• Problem to work on: Below are the records; restate all of them exactly.

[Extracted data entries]

// FilePress - Content-aware file compression
// Copyright (C) 2025 FilePress Contributors
//
// This program is free software: you can redistribute it and/or modify
// it under the terms of the GNU Affero General Public License as published
// by the Free Software Foundation, either version 3 of the License, or
// (at your option) any later version.
//
// This program is distributed in the hope that it will be useful,
// but WITHOUT ANY WARRANTY; without even the implied warranty of
// MERCHANTABILITY or FITNESS FOR A PARTICULAR PURPOSE. See the
// GNU Affero General Public License for more details.

//! In-memory raster image re-encoding
//!
//! The output format follows the upload's extension:
//! - `png` re-encodes to PNG with a mode-dependent deflate effort
//! - `webp` re-encodes to lossy WEBP
//! - anything else (including no extension) re-encodes to JPEG

use crate::error::{StrategyError, StrategyResult};
use crate::Mode;
use image::codecs::jpeg::JpegEncoder;
use image::codecs::png::{CompressionType, FilterType, PngEncoder};
use image::DynamicImage;
use serde::{Deserialize, Serialize};
use std::fmt;
use tracing::debug;

/// Output format of the image strategy
#[derive(Debug, Clone, Copy, PartialEq, Eq, Hash, Serialize, Deserialize)]
#[serde(rename_all = "lowercase")]
pub enum ImageTarget {
    /// Lossless PNG
    Png,
    /// Lossy WEBP
    Webp,
    /// Baseline JPEG
    Jpeg,
}

impl ImageTarget {
    /// Pick the output format for a lowercase extension
    pub fn from_extension(ext: &str) -> Self {
        match ext.trim_start_matches('.').to_ascii_lowercase().as_str() {
            "png" => ImageTarget::Png,
            "webp" => ImageTarget::Webp,
            _ => ImageTarget::Jpeg,
        }
    }

    /// Lowercase format name
    pub fn as_str(self) -> &'static str {
        match self {
            ImageTarget::Png => "png",
            ImageTarget::Webp => "webp",
            ImageTarget::Jpeg => "jpeg",
        }
    }
}

impl fmt::Display for ImageTarget {
    fn fmt(&self, f: &mut fmt::Formatter<'_>) -> fmt::Result {
        f.write_str(self.as_str())
    }
}

/// Deflate level for the PNG encoder, clamped to 1-9
fn png_compression(level: u8) -> CompressionType {
    CompressionType::Level(level.clamp(1, 9))
}

/// Image re-encoding strategy
#[derive(Debug, Clone, Copy, Default)]
pub struct ImageStrategy;

impl ImageStrategy {
    /// Create a new image strategy
    pub fn new() -> Self {
        ImageStrategy
    }

    /// Decode `data` and re-encode it as `target`
    pub fn compress(&self, data: &[u8], target: ImageTarget, mode: Mode) -> StrategyResult<Vec<u8>> {
        let img = image::load_from_memory(data).map_err(StrategyError::ImageDecode)?;
        debug!(
            width = img.width(),
            height = img.height(),
            target = %target,
            "Decoded image"
        );

        match target {
            ImageTarget::Png => encode_png(&img, mode.png_level()),
            ImageTarget::Webp => encode_webp(&img, mode.lossy_quality()),
            ImageTarget::Jpeg => encode_jpeg(&img, mode.lossy_quality()),
        }
    }
}

fn encode_png(img: &DynamicImage, level: u8) -> StrategyResult<Vec<u8>> {
    let mut output = Vec::new();
    let encoder =
        PngEncoder::new_with_quality(&mut output, png_compression(level), FilterType::Adaptive);
    img.write_with_encoder(encoder)
        .map_err(|e| StrategyError::image_encode(format!("png: {}", e)))?;
    Ok(output)
}

fn encode_jpeg(img: &DynamicImage, quality: u8) -> StrategyResult<Vec<u8>> {
    // JPEG has no alpha channel
    let rgb = img.to_rgb8();
    let mut output = Vec::new();
    let mut encoder = JpegEncoder::new_with_quality(&mut output, quality);
    encoder
        .encode_image(&rgb)
        .map_err(|e| StrategyError::image_encode(format!("jpeg: {}", e)))?;
    Ok(output)
}

fn encode_webp(img: &DynamicImage, quality: u8) -> StrategyResult<Vec<u8>> {
    let rgba = img.to_rgba8();
    let encoder = webp::Encoder::from_rgba(rgba.as_raw(), rgba.width(), rgba.height());
    let memory = encoder
        .encode_simple(false, f32::from(quality))
        .map_err(|e| StrategyError::image_encode(format!("webp: {:?}", e)))?;
    Ok(memory.to_vec())
}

• Reply:
// FilePress - Content-aware file compression
// Copyright (C) 2025 FilePress Contributors
//
// This program is free software: you can redistribute it and/or modify
// it under the terms of the GNU Affero General Public License as published
// by the Free Software Foundation, either version 3 of the License, or
// (at your option) any later version.
//
// This program is distributed in the hope that it will be useful,
// but WITHOUT ANY WARRANTY; without even the implied warranty of
// MERCHANTABILITY or FITNESS FOR A PARTICULAR PURPOSE. See the
// GNU Affero General Public License for more details.

//! In-memory raster image re-encoding
//!
//! The output format follows the upload's extension:
//! - `png` re-encodes to PNG with a mode-dependent deflate effort
//! - `webp` re-encodes to lossy WEBP
//! - anything else (including no extension) re-encodes to JPEG

use crate::error::{StrategyError, StrategyResult};
use crate::Mode;
use image::codecs::jpeg::JpegEncoder;
use image::codecs::png::{CompressionType, FilterType, PngEncoder};
use image::DynamicImage;
use serde::{Deserialize, Serialize};
use std::fmt;
use tracing::debug;

/// Output format of the image strategy
#[derive(Debug, Clone, Copy, PartialEq, Eq, Hash, Serialize, Deserialize)]
#[serde(rename_all = "lowercase")]
pub enum ImageTarget {
    /// Lossless PNG
    Png,
    /// Lossy WEBP
    Webp,
    /// Baseline JPEG
    Jpeg,
}

impl ImageTarget {
    /// Pick the output format for a lowercase extension
    pub fn from_extension(ext: &str) -> Self {
        match ext.trim_start_matches('.').to_ascii_lowercase().as_str() {
            "png" => ImageTarget::Png,
            "webp" => ImageTarget::Webp,
            _ => ImageTarget::Jpeg,
        }
    }

    /// Lowercase format name
    pub fn as_str(self) -> &'static str {
        match self {
            ImageTarget::Png => "png",
            ImageTarget::Webp => "webp",
            ImageTarget::Jpeg => "jpeg",
        }
    }
}

impl fmt::Display for ImageTarget {
    fn fmt(&self, f: &mut fmt::Formatter<'_>) -> fmt::Result {
        f.write_str(self.as_str())
    }
}

/// Deflate level for the PNG encoder, clamped to 1-9
fn png_compression(level: u8) -> CompressionType {
    CompressionType::Level(level.clamp(1, 9))
}

/// Image re-encoding strategy
#[derive(Debug, Clone, Copy, Default)]
pub struct ImageStrategy;

impl ImageStrategy {
    /// Create a new image strategy
    pub fn new() -> Self {
        ImageStrategy
    }

    /// Decode `data` and re-encode it as `target`
    pub fn compress(&self, data: &[u8], target: ImageTarget, mode: Mode) -> StrategyResult<Vec<u8>> {
        let img = image::load_from_memory(data).map_err(StrategyError::ImageDecode)?;
        debug!(
            width = img.width(),
            height = img.height(),
            target = %target,
            "Decoded image"
        );

        match target {
            ImageTarget::Png => encode_png(&img, mode.png_level()),
            ImageTarget::Webp => encode_webp(&img, mode.lossy_quality()),
            ImageTarget::Jpeg => encode_jpeg(&img, mode.lossy_quality()),
        }
    }
}

fn encode_png(img: &DynamicImage, level: u8) -> StrategyResult<Vec<u8>> {
    let mut output = Vec::new();
    let encoder =
        PngEncoder::new_with_quality(&mut output, png_compression(level), FilterType::Adaptive);
    img.write_with_encoder(encoder)
        .map_err(|e| StrategyError::image_encode(format!("png: {}", e)))?;
    Ok(output)
}

fn encode_jpeg(img: &DynamicImage, quality: u8) -> StrategyResult<Vec<u8>> {
    // JPEG has no alpha channel
    let rgb = img.to_rgb8();
    let mut output = Vec::new();
    let mut encoder = JpegEncoder::new_with_quality(&mut output, quality);
    encoder
        .encode_image(&rgb)
        .map_err(|e| StrategyError::image_encode(format!("jpeg: {}", e)))?;
    Ok(output)
}

fn encode_webp(img: &DynamicImage, quality: u8) -> StrategyResult<Vec<u8>> {
    let rgba = img.to_rgba8();
    let encoder = webp::Encoder::from_rgba(rgba.as_raw(), rgba.width(), rgba.height());
    let memory = encoder
        .encode_simple(false, f32::from(quality))
        .map_err(|e| StrategyError::image_encode(format!("webp: {:?}", e)))?;
    Ok(memory.to_vec())
}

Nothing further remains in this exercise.